The comments by Mazrouei come as Saudi Arabia and the UAE, two close US allies and leaders of OPEC+, have been constraining their criticism of Russia's military campaign in Ukraine, while also dodging demands from the US to increase oil output.
"They don't want to risk the unity of the group. Having Russia being part of the OPEC+ group is incredibly important, especially for the Persian Gulf producers," Amena Bakr, chief OPEC correspondent for Energy Intelligence, said during a Twitter Spaces panel on Monday morning. "We're at a point where unity is considered one of the most important factors for the group, and nobody wants to risk spoiling that unity by suggesting any kind of policy change."
Abdullah bin Zayed, the UAE's foreign minister, also visited Moscow earlier this month to discuss ways to boost bilateral ties.

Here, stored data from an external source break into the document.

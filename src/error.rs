//! # Error Taxonomy
//!
//! Every failure the deploy workflow can surface maps to exactly one variant of
//! [`Error`]. Callers decide what to do next based on the variant:
//!
//! - [`Error::Client`] / [`Error::Api`] / [`Error::DeadlineExceeded`]: the job's
//!   fate is unknown, retrying the whole operation is reasonable
//! - [`Error::JobFailed`]: the job itself failed on the control plane
//! - [`Error::OutputRetrieval`]: the job succeeded, only the local retrieval of
//!   its encrypted outputs did not

use std::time::Duration;

use thiserror::Error;

use crate::keys::DecryptError;

/// Boxed error used for transport-level sources.
pub type BoxError = Box<dyn std::error::Error + Send + Sync>;

pub type Result<T> = std::result::Result<T, Error>;

#[derive(Debug, Error)]
pub enum Error {
    /// The manifest text is not YAML/JSON or is not a mapping.
    #[error("invalid manifest: {reason}")]
    Manifest { reason: String },

    /// Local or transport failure: unreachable host, TLS, (de)serialization.
    #[error("control plane request failed: {0}")]
    Client(#[source] BoxError),

    /// The control plane answered with a status code we did not expect.
    #[error("control plane returned HTTP {status}: {body}")]
    Api { status: u16, body: String },

    /// The caller's overall deadline elapsed while the job was still pending.
    #[error("job {job_id} did not reach a terminal state within {waited:?}")]
    DeadlineExceeded { job_id: String, waited: Duration },

    /// The job reached the `failed` state.
    #[error("job {job_id} failed: {message}")]
    JobFailed { job_id: String, message: String },

    /// The job succeeded but its outputs could not be fetched or decrypted.
    #[error("job {job_id} succeeded but its outputs could not be retrieved")]
    OutputRetrieval {
        job_id: String,
        #[source]
        source: RetrievalError,
    },
}

/// Why the outputs of a succeeded job could not be read locally.
#[derive(Debug, Error)]
pub enum RetrievalError {
    #[error("failed to fetch encrypted outputs")]
    Fetch(#[source] Box<Error>),

    #[error("encrypted outputs are not valid base64")]
    Decode(#[from] base64::DecodeError),

    #[error("failed to decrypt outputs")]
    Decrypt(#[from] DecryptError),
}

impl Error {
    pub fn client(source: impl Into<BoxError>) -> Self {
        Error::Client(source.into())
    }

    /// True when the remote job is known to have succeeded even though the
    /// call returned an error.
    pub fn job_succeeded(&self) -> bool {
        matches!(self, Error::OutputRetrieval { .. })
    }
}

impl From<reqwest::Error> for Error {
    fn from(err: reqwest::Error) -> Self {
        Error::Client(Box::new(err))
    }
}

#[cfg(test)]
mod tests {
    use super::*;

    #[test]
    fn only_output_retrieval_reports_job_success() {
        let retrieval = Error::OutputRetrieval {
            job_id: "job-1".to_string(),
            source: RetrievalError::Fetch(Box::new(Error::Api {
                status: 500,
                body: "boom".to_string(),
            })),
        };
        let failed = Error::JobFailed {
            job_id: "job-1".to_string(),
            message: "quota exceeded".to_string(),
        };

        assert!(retrieval.job_succeeded());
        assert!(!failed.job_succeeded());
        assert_eq!(failed.to_string(), "job job-1 failed: quota exceeded");
    }

    #[test]
    fn api_error_keeps_status_and_body() {
        let err = Error::Api {
            status: 409,
            body: "{\"message\":\"conflict\"}".to_string(),
        };
        assert_eq!(
            err.to_string(),
            "control plane returned HTTP 409: {\"message\":\"conflict\"}"
        );
    }
}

In a televised speech on February 24, Russian President Vladimir Putin announced a “special military operation” in Ukraine following Moscow’s recognition of the eastern regions of Lugansk and Donetsk, collectively known as Donbass.
The conflict has provoked a unanimous response from Western countries, which have imposed a long list of sanctions on Moscow. Russia says it will halt the military operation instantly if Kiev meets Moscow’s list of demands, including ruling out Ukraine’s membership in NATO.
Since the start of the conflict, there have been fears of disruptions to major oil and gas supplied by Russia, prompting European Union states to pursue new supplies of energy.
US President Joe Biden last week announced $800 million in additional military aid for Ukraine.
The fresh aid package includes 800 anti-aircraft systems; longer-range anti-aircraft systems and ammunition for those systems; as well as 9,000 anti-armor systems; 7,000 small arms; 20 million rounds of ammunition, artillery, and mortars; and drones.